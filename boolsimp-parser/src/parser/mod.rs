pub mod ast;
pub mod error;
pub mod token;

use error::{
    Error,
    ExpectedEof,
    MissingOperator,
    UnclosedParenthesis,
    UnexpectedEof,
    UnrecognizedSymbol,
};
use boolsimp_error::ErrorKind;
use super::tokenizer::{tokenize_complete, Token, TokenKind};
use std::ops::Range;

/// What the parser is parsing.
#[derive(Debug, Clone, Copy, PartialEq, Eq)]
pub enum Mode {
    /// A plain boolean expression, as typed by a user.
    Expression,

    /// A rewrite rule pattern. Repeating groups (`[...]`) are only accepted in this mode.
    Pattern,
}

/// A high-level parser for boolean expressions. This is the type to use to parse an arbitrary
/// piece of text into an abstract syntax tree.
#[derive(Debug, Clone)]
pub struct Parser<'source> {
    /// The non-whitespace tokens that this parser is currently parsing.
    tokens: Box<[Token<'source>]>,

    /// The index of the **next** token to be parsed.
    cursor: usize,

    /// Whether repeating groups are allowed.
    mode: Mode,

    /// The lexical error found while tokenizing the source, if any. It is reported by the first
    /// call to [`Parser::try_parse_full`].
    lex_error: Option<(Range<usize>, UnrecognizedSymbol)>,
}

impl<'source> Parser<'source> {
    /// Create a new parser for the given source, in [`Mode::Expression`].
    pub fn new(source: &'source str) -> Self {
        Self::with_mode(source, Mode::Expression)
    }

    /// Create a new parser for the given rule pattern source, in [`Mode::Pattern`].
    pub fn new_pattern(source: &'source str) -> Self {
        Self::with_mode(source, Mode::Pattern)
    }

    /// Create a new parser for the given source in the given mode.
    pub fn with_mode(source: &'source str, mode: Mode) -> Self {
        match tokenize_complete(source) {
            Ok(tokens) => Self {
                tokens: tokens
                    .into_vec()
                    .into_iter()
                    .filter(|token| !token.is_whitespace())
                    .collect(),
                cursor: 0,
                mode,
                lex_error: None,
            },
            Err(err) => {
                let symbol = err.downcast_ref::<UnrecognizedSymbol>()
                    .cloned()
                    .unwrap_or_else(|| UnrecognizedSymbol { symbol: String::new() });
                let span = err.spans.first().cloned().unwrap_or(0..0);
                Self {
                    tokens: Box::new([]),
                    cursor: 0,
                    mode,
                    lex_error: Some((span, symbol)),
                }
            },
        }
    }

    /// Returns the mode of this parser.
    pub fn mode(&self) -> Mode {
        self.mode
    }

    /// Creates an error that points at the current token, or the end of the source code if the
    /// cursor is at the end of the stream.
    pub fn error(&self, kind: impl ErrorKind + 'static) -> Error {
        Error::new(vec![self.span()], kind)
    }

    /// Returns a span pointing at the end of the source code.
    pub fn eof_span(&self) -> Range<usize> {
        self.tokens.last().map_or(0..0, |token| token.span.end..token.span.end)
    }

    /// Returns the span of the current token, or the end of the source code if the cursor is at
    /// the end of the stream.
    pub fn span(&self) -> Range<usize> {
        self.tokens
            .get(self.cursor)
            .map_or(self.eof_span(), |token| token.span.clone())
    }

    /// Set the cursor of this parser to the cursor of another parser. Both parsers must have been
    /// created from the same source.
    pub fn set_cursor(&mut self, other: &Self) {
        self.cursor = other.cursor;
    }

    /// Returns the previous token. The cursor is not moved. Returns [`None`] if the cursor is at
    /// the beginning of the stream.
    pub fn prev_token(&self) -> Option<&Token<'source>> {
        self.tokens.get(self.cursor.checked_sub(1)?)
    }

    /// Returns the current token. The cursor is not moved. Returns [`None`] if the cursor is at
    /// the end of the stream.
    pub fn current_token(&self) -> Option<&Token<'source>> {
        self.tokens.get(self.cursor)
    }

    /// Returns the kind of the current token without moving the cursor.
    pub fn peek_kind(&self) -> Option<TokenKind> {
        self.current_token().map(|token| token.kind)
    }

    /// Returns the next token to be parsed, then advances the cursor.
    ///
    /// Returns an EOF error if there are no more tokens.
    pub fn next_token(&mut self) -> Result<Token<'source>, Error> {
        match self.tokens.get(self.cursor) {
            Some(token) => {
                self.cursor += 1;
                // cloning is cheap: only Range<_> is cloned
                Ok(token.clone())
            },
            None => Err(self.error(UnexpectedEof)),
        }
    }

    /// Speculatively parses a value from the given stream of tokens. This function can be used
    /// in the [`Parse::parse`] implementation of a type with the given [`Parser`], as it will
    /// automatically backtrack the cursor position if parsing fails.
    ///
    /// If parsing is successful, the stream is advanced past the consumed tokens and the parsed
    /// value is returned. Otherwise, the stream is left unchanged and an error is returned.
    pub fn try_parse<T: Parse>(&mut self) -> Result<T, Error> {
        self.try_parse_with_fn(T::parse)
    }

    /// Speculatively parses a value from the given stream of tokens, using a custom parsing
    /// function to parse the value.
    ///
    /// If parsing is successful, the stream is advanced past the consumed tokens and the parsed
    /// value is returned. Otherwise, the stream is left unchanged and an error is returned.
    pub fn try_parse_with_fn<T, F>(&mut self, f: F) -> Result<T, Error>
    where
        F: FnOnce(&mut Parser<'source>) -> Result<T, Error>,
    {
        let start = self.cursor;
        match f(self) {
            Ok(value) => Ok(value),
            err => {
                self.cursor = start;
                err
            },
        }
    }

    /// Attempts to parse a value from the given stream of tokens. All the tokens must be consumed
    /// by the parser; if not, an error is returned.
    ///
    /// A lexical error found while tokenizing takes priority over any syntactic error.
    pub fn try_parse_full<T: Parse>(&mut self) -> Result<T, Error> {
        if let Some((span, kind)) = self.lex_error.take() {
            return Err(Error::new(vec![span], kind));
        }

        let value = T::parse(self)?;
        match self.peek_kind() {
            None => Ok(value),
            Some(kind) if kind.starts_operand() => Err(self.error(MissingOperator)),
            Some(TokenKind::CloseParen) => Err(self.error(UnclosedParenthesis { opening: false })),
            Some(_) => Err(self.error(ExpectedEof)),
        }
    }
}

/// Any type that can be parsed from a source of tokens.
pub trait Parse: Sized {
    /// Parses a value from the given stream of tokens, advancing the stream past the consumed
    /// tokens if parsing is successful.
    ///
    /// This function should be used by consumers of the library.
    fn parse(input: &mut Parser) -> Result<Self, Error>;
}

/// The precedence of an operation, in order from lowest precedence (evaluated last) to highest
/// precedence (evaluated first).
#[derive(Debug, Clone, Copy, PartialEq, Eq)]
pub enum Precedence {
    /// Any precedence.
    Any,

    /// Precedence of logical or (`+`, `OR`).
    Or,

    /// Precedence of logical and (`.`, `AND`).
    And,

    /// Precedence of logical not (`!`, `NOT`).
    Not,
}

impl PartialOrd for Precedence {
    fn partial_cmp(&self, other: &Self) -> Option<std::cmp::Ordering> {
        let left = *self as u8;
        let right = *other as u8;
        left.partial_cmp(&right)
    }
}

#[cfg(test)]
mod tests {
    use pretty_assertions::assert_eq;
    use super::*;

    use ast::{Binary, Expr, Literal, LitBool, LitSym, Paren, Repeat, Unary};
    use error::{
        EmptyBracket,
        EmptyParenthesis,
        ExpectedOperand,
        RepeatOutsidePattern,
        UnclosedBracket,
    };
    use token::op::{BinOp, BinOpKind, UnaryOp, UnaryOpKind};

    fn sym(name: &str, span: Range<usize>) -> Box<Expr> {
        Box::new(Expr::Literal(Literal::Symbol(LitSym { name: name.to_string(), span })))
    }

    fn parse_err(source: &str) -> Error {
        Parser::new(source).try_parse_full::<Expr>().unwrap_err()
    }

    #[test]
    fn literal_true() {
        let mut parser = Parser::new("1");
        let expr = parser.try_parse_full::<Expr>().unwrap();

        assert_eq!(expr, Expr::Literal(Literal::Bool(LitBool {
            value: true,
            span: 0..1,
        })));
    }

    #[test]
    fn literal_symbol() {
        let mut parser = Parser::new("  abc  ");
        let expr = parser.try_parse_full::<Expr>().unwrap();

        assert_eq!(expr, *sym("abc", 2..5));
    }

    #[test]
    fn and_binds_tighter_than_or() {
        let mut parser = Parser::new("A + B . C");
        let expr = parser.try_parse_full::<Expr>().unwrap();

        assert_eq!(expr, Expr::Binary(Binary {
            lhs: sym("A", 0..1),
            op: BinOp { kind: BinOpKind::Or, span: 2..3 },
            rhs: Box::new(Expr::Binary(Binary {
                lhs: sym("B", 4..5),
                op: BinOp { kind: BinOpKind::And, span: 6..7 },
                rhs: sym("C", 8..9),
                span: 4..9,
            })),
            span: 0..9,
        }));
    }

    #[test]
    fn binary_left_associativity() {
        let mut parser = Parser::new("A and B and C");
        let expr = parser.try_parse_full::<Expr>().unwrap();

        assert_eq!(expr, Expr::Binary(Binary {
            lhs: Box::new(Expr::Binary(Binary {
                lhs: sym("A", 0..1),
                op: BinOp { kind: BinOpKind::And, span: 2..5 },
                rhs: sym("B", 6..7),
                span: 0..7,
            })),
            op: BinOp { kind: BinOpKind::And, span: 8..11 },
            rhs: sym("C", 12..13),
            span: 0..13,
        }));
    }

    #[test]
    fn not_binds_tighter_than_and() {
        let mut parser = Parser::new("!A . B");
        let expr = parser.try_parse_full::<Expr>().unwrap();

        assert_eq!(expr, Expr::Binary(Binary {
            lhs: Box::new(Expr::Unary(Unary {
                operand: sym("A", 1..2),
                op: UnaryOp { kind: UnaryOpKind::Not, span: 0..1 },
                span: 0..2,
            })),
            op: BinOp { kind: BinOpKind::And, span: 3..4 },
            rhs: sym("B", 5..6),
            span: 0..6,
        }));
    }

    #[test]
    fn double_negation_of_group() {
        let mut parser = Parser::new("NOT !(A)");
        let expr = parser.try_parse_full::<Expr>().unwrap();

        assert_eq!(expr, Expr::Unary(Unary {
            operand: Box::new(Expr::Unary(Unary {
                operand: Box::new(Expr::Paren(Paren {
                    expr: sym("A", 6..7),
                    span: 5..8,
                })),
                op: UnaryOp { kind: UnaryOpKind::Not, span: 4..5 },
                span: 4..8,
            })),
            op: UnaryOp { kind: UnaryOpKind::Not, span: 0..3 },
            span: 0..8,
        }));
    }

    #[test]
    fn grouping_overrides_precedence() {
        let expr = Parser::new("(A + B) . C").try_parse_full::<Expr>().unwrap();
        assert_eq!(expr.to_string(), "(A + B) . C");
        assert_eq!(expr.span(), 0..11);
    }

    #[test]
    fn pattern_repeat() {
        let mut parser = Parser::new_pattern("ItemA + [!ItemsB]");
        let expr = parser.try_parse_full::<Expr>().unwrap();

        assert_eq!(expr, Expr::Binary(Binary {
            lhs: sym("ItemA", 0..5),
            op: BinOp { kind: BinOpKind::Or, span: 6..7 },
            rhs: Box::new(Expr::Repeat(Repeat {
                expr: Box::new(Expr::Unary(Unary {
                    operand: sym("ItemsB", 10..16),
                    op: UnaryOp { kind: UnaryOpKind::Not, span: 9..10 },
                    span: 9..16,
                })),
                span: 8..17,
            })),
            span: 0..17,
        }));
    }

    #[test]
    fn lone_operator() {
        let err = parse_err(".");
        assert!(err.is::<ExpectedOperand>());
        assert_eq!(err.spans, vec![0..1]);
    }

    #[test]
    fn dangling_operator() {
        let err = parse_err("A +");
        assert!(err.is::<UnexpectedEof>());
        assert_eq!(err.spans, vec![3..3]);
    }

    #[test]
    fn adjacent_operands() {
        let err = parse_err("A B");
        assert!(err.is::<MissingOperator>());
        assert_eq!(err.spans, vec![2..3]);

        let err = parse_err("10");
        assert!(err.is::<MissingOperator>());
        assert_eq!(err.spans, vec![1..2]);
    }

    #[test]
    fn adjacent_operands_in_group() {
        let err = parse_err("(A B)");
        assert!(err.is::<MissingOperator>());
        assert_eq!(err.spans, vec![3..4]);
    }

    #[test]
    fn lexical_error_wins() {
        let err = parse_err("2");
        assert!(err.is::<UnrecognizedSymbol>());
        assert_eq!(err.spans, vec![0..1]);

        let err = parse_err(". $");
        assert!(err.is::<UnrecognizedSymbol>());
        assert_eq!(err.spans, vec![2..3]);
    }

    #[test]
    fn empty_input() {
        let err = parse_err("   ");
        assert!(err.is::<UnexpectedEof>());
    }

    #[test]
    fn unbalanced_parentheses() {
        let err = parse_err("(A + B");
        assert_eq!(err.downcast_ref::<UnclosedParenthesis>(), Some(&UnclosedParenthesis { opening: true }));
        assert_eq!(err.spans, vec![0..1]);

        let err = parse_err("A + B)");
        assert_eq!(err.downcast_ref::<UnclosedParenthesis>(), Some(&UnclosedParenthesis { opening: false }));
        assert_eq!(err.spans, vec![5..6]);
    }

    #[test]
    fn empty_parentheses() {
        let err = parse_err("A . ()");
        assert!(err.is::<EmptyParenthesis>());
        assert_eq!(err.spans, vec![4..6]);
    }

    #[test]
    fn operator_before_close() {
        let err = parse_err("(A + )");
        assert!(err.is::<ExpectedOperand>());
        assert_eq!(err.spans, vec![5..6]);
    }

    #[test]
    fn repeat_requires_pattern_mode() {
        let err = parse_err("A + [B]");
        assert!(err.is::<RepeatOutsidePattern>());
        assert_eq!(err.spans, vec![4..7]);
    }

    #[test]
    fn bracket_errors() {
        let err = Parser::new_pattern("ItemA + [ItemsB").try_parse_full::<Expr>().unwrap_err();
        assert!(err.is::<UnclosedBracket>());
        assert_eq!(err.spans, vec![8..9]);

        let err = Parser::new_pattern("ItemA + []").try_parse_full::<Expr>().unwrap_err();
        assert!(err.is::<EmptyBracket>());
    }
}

==

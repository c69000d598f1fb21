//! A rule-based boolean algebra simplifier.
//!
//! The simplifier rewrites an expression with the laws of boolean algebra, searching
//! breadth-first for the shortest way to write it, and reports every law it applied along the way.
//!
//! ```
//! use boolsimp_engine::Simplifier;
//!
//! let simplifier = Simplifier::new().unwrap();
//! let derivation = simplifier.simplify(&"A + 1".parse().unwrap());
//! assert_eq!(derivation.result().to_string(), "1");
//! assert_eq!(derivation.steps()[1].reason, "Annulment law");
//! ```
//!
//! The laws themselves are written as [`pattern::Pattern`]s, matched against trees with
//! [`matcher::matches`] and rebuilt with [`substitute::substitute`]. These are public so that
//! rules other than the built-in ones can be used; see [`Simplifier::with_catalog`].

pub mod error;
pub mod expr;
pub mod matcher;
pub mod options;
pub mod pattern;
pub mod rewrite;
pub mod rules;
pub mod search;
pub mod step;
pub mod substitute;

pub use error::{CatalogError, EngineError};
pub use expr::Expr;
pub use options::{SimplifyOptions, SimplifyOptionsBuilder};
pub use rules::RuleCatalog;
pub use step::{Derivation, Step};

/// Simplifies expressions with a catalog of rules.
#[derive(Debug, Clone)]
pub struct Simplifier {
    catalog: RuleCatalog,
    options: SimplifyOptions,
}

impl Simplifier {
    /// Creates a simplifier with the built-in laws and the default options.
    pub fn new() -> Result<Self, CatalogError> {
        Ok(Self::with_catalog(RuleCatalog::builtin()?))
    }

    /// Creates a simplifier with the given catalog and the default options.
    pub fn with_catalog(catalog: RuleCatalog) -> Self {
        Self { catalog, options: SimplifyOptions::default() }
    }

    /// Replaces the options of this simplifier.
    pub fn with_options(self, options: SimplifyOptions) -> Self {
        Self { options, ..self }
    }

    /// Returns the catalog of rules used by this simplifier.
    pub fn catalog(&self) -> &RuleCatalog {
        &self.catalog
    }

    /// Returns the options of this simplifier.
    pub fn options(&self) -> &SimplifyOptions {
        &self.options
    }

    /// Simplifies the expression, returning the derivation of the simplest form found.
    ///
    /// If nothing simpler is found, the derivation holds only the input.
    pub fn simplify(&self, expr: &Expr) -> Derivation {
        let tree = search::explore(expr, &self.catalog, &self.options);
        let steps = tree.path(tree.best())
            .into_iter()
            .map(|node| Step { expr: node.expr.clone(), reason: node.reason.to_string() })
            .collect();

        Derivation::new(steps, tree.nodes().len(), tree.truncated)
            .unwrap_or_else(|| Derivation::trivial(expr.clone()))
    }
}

...

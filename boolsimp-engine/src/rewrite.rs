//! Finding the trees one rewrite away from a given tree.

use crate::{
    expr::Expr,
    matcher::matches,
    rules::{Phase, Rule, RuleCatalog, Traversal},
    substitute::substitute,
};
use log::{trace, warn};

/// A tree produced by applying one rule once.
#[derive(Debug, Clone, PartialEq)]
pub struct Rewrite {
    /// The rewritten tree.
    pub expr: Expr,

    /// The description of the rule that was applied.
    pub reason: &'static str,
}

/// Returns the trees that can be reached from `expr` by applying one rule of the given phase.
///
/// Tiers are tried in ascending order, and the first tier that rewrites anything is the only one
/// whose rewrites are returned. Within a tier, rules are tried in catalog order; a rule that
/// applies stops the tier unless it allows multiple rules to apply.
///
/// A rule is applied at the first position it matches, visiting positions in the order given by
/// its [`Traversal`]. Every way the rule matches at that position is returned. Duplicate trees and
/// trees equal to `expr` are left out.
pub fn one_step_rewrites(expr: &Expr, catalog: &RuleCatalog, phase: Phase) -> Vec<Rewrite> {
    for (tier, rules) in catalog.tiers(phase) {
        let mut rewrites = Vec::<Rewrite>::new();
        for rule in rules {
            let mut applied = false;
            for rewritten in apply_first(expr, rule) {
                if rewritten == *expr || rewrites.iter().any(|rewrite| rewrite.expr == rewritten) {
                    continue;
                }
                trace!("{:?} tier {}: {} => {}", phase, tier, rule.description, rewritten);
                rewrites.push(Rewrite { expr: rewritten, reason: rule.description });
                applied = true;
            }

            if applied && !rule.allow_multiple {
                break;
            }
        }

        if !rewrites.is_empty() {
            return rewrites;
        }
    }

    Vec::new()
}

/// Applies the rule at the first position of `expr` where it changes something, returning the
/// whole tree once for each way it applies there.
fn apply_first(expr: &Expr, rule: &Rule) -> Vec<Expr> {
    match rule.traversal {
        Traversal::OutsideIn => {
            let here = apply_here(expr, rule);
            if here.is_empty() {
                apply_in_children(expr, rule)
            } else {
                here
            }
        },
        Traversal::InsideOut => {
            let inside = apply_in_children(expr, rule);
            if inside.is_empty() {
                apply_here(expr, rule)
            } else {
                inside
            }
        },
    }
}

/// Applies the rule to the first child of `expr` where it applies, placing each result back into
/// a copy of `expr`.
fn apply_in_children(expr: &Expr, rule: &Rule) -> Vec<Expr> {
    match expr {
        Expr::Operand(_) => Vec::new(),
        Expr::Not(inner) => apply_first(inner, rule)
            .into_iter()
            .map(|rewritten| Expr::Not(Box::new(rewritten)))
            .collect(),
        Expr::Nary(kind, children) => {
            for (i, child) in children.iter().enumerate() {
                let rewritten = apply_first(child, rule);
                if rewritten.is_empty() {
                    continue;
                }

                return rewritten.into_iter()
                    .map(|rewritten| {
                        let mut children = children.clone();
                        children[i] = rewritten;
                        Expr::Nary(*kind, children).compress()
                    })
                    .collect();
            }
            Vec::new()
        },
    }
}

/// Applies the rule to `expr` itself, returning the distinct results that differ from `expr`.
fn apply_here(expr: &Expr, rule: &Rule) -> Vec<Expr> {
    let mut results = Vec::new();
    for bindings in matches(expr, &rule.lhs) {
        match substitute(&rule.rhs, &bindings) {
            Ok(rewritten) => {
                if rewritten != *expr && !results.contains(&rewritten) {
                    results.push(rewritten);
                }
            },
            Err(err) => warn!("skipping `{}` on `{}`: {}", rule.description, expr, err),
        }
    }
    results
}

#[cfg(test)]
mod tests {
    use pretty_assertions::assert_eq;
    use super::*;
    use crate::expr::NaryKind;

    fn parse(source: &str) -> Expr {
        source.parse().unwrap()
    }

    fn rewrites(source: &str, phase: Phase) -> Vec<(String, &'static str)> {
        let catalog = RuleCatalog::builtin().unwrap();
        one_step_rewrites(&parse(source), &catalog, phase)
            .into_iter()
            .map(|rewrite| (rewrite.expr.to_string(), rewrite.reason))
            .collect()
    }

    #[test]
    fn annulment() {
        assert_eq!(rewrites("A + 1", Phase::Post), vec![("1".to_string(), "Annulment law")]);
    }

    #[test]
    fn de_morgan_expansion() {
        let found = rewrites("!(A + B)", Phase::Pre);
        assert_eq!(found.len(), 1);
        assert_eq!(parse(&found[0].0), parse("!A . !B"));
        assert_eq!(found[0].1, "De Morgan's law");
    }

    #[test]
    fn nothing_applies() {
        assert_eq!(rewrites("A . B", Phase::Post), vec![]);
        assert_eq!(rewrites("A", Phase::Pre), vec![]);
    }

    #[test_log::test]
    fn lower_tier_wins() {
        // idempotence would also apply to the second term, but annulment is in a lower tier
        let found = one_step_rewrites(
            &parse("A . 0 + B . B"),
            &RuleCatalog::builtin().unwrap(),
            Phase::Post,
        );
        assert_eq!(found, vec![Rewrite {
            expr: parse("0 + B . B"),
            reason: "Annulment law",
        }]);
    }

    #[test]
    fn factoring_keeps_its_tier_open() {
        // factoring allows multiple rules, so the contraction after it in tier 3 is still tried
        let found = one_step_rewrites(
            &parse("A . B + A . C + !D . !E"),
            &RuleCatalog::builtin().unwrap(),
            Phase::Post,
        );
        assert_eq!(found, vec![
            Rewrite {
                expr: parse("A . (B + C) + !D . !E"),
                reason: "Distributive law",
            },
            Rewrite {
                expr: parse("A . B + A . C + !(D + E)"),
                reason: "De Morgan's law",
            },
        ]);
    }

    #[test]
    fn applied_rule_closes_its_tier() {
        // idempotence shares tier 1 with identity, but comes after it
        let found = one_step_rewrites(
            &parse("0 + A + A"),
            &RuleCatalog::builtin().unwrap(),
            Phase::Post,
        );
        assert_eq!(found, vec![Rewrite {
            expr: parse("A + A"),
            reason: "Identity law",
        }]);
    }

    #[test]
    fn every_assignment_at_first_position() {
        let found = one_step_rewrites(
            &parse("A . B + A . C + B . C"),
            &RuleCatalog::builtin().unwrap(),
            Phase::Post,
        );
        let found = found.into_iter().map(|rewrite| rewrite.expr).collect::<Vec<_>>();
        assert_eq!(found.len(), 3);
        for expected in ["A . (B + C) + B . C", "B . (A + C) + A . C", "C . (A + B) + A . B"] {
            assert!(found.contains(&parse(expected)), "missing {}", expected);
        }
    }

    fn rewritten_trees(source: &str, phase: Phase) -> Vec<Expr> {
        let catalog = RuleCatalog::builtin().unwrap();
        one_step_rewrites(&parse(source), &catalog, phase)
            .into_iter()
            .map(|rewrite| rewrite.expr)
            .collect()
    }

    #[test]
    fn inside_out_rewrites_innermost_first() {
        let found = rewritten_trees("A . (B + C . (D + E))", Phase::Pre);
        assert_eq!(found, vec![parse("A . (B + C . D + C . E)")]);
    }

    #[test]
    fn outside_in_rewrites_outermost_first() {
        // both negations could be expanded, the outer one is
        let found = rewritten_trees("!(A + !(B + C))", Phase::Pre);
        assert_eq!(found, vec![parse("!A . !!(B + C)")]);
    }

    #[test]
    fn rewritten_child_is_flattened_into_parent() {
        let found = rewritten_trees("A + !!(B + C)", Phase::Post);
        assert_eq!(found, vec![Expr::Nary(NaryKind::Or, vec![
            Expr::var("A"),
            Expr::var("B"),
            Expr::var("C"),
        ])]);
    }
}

● **The problem**: Copy the stretch of the records above that runs from the line with "code if the cursor is at" through the line with "function can be used". Both end lines belong in the copy, and nothing else does.

● **Response to this task**:
    /// Returns the span of the current token, or the end of the source code if the cursor is at
    /// the end of the stream.
    pub fn span(&self) -> Range<usize> {
        self.tokens
            .get(self.cursor)
            .map_or(self.eof_span(), |token| token.span.clone())
    }

    /// Set the cursor of this parser to the cursor of another parser. Both parsers must have been
    /// created from the same source.
    pub fn set_cursor(&mut self, other: &Self) {
        self.cursor = other.cursor;
    }

    /// Returns the previous token. The cursor is not moved. Returns [`None`] if the cursor is at
    /// the beginning of the stream.
    pub fn prev_token(&self) -> Option<&Token<'source>> {
        self.tokens.get(self.cursor.checked_sub(1)?)
    }

    /// Returns the current token. The cursor is not moved. Returns [`None`] if the cursor is at
    /// the end of the stream.
    pub fn current_token(&self) -> Option<&Token<'source>> {
        self.tokens.get(self.cursor)
    }

    /// Returns the kind of the current token without moving the cursor.
    pub fn peek_kind(&self) -> Option<TokenKind> {
        self.current_token().map(|token| token.kind)
    }

    /// Returns the next token to be parsed, then advances the cursor.
    ///
    /// Returns an EOF error if there are no more tokens.
    pub fn next_token(&mut self) -> Result<Token<'source>, Error> {
        match self.tokens.get(self.cursor) {
            Some(token) => {
                self.cursor += 1;
                // cloning is cheap: only Range<_> is cloned
                Ok(token.clone())
            },
            None => Err(self.error(UnexpectedEof)),
        }
    }

    /// Speculatively parses a value from the given stream of tokens. This function can be used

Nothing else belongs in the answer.